Interview with Colin Edwin

Ty Campbell
Bass Frontiers Staff Writer

Great Interview with Colin Edwin from Porcupine Tree!

Where were you born and raised to where you got to where you are today ?

I was born in Melbourne, Australia, but I have lived just north of London, England for most of my life, although I like to get around and see places, travel was a big part of the attraction of being a full time musician for me. I was surrounded by all kinds of different music from birth, my father was a big Joe Pass/Barney Kessel fan and played jazz guitar, my sisters and my brother all learned music formally form a young age, with my brother studying classical guitar at university to quite a high level. Consequently, growing up I used to hear my father’s Oscar Peterson albums, my sister’s late punk and disco records while my brother would be listening to Bach, and meanwhile my mother would have the radio on all day, listening mainly to straight pop stuff.

Being the youngest, I messed about a lot and was never encouraged to take up an instrument, but by the time I was about 15, I’d become an avid listener, so I really wanted to learn to play something. My mother suggested the bass, and reluctantly my father went and bought me a cheap second hand Fender Jazz copy.
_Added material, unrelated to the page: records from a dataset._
//! Per-period overrides of a task's allocation.

use super::PeriodAnchor;
use crate::task::domain::TaskId;
use chrono::{DateTime, Utc};
use mockable::Clock;
use serde::{Deserialize, Serialize};

/// State of a task inside one period.
#[derive(Debug, Clone, Copy, PartialEq, Eq, Serialize, Deserialize)]
#[serde(tag = "state", rename_all = "snake_case")]
pub enum PeriodTaskState {
    /// The task counts with its full allocation.
    Tracked,
    /// The task is done for the period and drops out of the allocation.
    Completed {
        /// When the period completion was recorded.
        completed_at: DateTime<Utc>,
    },
    /// The task does not apply to the period.
    NotApplicable,
}

impl PeriodTaskState {
    /// Returns the storage representation of the state tag.
    #[must_use]
    pub const fn as_str(self) -> &'static str {
        match self {
            Self::Tracked => "tracked",
            Self::Completed { .. } => "completed",
            Self::NotApplicable => "not_applicable",
        }
    }

    /// Returns `true` for the completed state.
    #[must_use]
    pub const fn is_completed(self) -> bool {
        matches!(self, Self::Completed { .. })
    }

    /// Returns `true` for the not-applicable state.
    #[must_use]
    pub const fn is_na(self) -> bool {
        matches!(self, Self::NotApplicable)
    }

    /// Returns `true` when the state removes the task from the allocation.
    #[must_use]
    pub const fn excludes_allocation(self) -> bool {
        !matches!(self, Self::Tracked)
    }

    /// Returns the completion timestamp for the completed state.
    #[must_use]
    pub const fn completed_at(self) -> Option<DateTime<Utc>> {
        match self {
            Self::Completed { completed_at } => Some(completed_at),
            Self::Tracked | Self::NotApplicable => None,
        }
    }
}

/// Override row for one task in one period.
#[derive(Debug, Clone, PartialEq, Eq, Serialize, Deserialize)]
pub struct TaskPeriodStatus {
    task_id: TaskId,
    anchor: PeriodAnchor,
    state: PeriodTaskState,
    updated_at: DateTime<Utc>,
}

impl TaskPeriodStatus {
    /// Creates a status in the [`PeriodTaskState::Tracked`] state.
    #[must_use]
    pub fn tracked(task_id: TaskId, anchor: PeriodAnchor, clock: &impl Clock) -> Self {
        Self::from_persisted(task_id, anchor, PeriodTaskState::Tracked, clock.utc())
    }

    /// Reconstructs a status from persisted storage.
    #[must_use]
    pub const fn from_persisted(
        task_id: TaskId,
        anchor: PeriodAnchor,
        state: PeriodTaskState,
        updated_at: DateTime<Utc>,
    ) -> Self {
        Self {
            task_id,
            anchor,
            state,
            updated_at,
        }
    }

    /// Returns the task identifier.
    #[must_use]
    pub const fn task_id(&self) -> TaskId {
        self.task_id
    }

    /// Returns the period anchor.
    #[must_use]
    pub const fn anchor(&self) -> PeriodAnchor {
        self.anchor
    }

    /// Returns the current state.
    #[must_use]
    pub const fn state(&self) -> PeriodTaskState {
        self.state
    }

    /// Returns `true` when the task is completed for the period.
    #[must_use]
    pub const fn is_completed(&self) -> bool {
        self.state.is_completed()
    }

    /// Returns `true` when the task is not applicable for the period.
    #[must_use]
    pub const fn is_na(&self) -> bool {
        self.state.is_na()
    }

    /// Returns the latest update timestamp.
    #[must_use]
    pub const fn updated_at(&self) -> DateTime<Utc> {
        self.updated_at
    }

    /// Marks the task completed for the period, replacing any NA state.
    pub fn complete(&mut self, clock: &impl Clock) {
        let timestamp = clock.utc();
        self.state = PeriodTaskState::Completed {
            completed_at: timestamp,
        };
        self.updated_at = timestamp;
    }

    /// Marks the task not applicable, clearing any completion.
    pub fn mark_na(&mut self, clock: &impl Clock) {
        self.state = PeriodTaskState::NotApplicable;
        self.updated_at = clock.utc();
    }
}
Years later my mother told me I always used to gravitate to the bass whenever my father had musician friends around to jam.

Incredibly, within about a month of owning a bass, and never having done anything musical before, I met a fantastic session bass player called Martin Elliott – (his long running gig has been for the composer Micheal Nyman, but Martin has also done a lot of different session, TV and theatre work) – who ended up teaching me, very informally, a lot of the necessary working skills, like good technique, reading notation, following chord charts and playing to a metronome. So I was very lucky to get great advice and guidance really early on.

My first playing experiences were with a band of school friends, we played together for a few years and got as far as doing some reasonable support slots, before one of the guys moved away to a socialist commune in Wales and we all went our separate ways.

By this time I’d left school and knew that I wanted to be a full time musician, so I worked various awful jobs, practiced a lot in my spare time and then got in with a local rehearsal and recording studio so as to play with anyone that I could. I remember doing a lot of late night jams and then trying to learn about the recording process in the studio’s downtime.

Eventually, I got into a few different working bands around London, basically playing anything necessary in order to be able to give up the dead end jobs, being able to double on the upright became very useful.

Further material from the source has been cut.